### Task details
When you reach the line in the listing below that contains "assert_eq!(state.last_successful_update, Some(at(1)));", begin returning lines exactly as written, and stop after the line that contains "state.reset();". Return no other lines.

-- -- --

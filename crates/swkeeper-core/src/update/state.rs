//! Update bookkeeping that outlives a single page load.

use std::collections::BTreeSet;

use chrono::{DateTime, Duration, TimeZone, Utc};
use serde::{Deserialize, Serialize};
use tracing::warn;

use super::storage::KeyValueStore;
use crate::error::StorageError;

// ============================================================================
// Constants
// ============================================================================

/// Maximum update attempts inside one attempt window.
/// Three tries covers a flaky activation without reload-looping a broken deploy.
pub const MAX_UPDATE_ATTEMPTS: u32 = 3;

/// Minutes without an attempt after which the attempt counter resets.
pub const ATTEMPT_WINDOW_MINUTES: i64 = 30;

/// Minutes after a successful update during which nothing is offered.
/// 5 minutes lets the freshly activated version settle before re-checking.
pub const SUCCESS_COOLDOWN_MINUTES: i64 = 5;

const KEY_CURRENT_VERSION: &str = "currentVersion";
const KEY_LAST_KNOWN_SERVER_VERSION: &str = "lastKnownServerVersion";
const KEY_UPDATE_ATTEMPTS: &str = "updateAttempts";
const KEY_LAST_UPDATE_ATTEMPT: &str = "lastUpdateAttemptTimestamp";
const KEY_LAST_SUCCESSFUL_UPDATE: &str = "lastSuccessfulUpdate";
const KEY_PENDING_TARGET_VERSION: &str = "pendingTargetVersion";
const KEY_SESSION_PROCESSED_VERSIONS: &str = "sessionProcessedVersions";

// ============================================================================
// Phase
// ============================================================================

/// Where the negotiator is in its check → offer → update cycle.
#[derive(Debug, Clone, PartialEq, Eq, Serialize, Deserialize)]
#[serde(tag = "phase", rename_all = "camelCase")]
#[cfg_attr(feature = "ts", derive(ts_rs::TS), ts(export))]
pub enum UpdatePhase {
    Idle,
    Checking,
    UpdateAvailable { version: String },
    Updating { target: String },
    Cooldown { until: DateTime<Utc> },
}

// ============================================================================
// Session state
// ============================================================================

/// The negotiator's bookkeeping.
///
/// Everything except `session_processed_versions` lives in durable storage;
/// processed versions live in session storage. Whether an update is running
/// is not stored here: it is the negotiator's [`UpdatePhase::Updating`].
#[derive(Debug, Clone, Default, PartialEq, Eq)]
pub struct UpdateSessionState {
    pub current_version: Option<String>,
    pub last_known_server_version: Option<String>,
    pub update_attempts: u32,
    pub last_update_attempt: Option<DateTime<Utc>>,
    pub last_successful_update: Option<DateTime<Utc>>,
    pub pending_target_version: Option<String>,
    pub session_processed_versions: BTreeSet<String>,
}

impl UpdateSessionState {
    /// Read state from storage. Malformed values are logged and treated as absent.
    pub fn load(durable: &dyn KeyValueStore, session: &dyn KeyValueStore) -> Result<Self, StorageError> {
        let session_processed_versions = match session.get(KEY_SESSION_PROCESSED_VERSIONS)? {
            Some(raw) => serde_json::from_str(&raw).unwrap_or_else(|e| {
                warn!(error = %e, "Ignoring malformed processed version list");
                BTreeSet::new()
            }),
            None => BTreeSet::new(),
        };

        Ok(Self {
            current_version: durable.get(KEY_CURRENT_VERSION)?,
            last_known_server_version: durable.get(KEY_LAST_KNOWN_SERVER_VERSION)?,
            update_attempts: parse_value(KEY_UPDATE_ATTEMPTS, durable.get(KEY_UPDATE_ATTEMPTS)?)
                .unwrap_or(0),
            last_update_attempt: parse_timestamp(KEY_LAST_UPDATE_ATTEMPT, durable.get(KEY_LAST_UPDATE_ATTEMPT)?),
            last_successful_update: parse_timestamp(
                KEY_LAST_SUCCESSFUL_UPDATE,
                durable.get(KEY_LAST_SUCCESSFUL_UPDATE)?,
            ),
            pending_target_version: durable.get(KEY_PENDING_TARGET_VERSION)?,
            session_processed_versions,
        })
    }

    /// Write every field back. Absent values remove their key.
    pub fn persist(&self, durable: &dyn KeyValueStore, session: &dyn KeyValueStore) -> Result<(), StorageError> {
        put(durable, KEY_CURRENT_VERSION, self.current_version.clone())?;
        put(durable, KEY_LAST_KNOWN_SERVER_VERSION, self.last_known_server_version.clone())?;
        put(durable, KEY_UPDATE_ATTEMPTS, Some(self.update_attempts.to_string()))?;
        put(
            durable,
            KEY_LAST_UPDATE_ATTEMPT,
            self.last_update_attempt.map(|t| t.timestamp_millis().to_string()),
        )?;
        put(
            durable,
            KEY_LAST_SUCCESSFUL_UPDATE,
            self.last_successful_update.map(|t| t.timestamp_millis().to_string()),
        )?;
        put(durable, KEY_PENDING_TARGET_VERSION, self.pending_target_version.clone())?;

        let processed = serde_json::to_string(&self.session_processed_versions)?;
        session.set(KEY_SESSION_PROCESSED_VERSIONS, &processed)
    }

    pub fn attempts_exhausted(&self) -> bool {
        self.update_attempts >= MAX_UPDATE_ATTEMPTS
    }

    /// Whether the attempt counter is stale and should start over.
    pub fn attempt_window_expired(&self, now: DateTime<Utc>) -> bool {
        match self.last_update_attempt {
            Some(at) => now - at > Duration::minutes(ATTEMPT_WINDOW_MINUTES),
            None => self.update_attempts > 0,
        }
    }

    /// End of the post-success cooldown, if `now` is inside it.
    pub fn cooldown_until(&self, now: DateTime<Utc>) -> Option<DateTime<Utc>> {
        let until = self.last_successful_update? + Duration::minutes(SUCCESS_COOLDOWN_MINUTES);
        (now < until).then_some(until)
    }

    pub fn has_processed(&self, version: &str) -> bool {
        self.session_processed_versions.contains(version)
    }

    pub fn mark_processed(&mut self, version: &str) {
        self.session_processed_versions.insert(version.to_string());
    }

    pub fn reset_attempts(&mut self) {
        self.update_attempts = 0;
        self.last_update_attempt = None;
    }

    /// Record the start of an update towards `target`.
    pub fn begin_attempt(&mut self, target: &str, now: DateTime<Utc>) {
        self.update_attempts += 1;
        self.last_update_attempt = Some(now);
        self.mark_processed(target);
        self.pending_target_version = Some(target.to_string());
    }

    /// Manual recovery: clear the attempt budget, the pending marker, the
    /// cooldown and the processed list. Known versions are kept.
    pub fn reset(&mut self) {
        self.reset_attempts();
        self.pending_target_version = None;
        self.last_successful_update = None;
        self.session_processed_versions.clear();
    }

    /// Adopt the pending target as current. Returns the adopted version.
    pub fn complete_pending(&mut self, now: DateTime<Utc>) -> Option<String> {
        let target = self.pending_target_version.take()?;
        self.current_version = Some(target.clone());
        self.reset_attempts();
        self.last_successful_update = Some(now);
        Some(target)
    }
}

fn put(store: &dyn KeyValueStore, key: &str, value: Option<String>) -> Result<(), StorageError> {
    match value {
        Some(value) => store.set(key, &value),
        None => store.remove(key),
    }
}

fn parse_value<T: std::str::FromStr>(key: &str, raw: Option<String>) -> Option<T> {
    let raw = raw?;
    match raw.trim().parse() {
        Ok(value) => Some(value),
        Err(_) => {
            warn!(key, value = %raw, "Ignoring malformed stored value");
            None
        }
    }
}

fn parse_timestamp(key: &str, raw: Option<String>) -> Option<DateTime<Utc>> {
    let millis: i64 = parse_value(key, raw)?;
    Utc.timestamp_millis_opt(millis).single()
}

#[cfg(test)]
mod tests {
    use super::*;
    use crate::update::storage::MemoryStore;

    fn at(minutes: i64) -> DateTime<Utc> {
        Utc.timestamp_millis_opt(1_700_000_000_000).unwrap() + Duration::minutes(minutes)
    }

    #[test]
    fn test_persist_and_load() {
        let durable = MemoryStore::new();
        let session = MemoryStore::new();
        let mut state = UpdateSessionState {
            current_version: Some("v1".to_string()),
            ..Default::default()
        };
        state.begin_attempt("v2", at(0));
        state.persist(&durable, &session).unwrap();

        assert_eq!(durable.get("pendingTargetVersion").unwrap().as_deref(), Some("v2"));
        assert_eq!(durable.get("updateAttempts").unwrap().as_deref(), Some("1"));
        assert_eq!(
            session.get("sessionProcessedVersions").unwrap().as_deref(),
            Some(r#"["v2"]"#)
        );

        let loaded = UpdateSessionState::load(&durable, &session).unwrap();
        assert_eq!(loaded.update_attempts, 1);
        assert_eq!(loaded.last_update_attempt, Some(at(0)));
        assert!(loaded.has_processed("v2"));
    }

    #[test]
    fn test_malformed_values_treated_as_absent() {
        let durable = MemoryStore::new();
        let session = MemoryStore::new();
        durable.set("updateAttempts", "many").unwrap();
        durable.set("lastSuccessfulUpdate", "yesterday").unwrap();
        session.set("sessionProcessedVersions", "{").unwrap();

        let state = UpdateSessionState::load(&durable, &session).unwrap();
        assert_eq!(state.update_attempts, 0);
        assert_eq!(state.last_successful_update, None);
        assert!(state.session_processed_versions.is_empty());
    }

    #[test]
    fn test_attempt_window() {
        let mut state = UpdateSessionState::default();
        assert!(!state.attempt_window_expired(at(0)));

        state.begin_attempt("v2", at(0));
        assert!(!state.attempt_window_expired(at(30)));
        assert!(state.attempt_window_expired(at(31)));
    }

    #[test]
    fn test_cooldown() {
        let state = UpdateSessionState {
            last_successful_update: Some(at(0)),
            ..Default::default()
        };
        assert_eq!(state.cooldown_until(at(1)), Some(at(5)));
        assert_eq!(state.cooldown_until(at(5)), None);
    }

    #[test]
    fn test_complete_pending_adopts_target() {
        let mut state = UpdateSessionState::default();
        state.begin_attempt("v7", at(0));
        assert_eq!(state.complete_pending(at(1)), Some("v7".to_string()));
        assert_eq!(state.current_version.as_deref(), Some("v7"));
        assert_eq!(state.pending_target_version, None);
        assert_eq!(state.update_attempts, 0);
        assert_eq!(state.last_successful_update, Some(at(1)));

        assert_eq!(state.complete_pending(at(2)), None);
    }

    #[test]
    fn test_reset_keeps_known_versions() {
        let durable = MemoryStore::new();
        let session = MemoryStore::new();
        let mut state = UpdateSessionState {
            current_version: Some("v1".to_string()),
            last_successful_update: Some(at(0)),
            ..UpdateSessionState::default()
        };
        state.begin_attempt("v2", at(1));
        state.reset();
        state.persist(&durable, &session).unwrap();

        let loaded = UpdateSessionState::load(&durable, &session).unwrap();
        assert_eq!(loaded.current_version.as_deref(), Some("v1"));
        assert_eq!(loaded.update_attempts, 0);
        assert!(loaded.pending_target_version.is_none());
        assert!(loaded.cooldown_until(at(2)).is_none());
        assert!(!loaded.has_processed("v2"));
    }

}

-- -- --

### Reply to the task
        assert_eq!(state.last_successful_update, Some(at(1)));

        assert_eq!(state.complete_pending(at(2)), None);
    }

    #[test]
    fn test_reset_keeps_known_versions() {
        let durable = MemoryStore::new();
        let session = MemoryStore::new();
        let mut state = UpdateSessionState {
            current_version: Some("v1".to_string()),
            last_successful_update: Some(at(0)),
            ..UpdateSessionState::default()
        };
        state.begin_attempt("v2", at(1));
        state.reset();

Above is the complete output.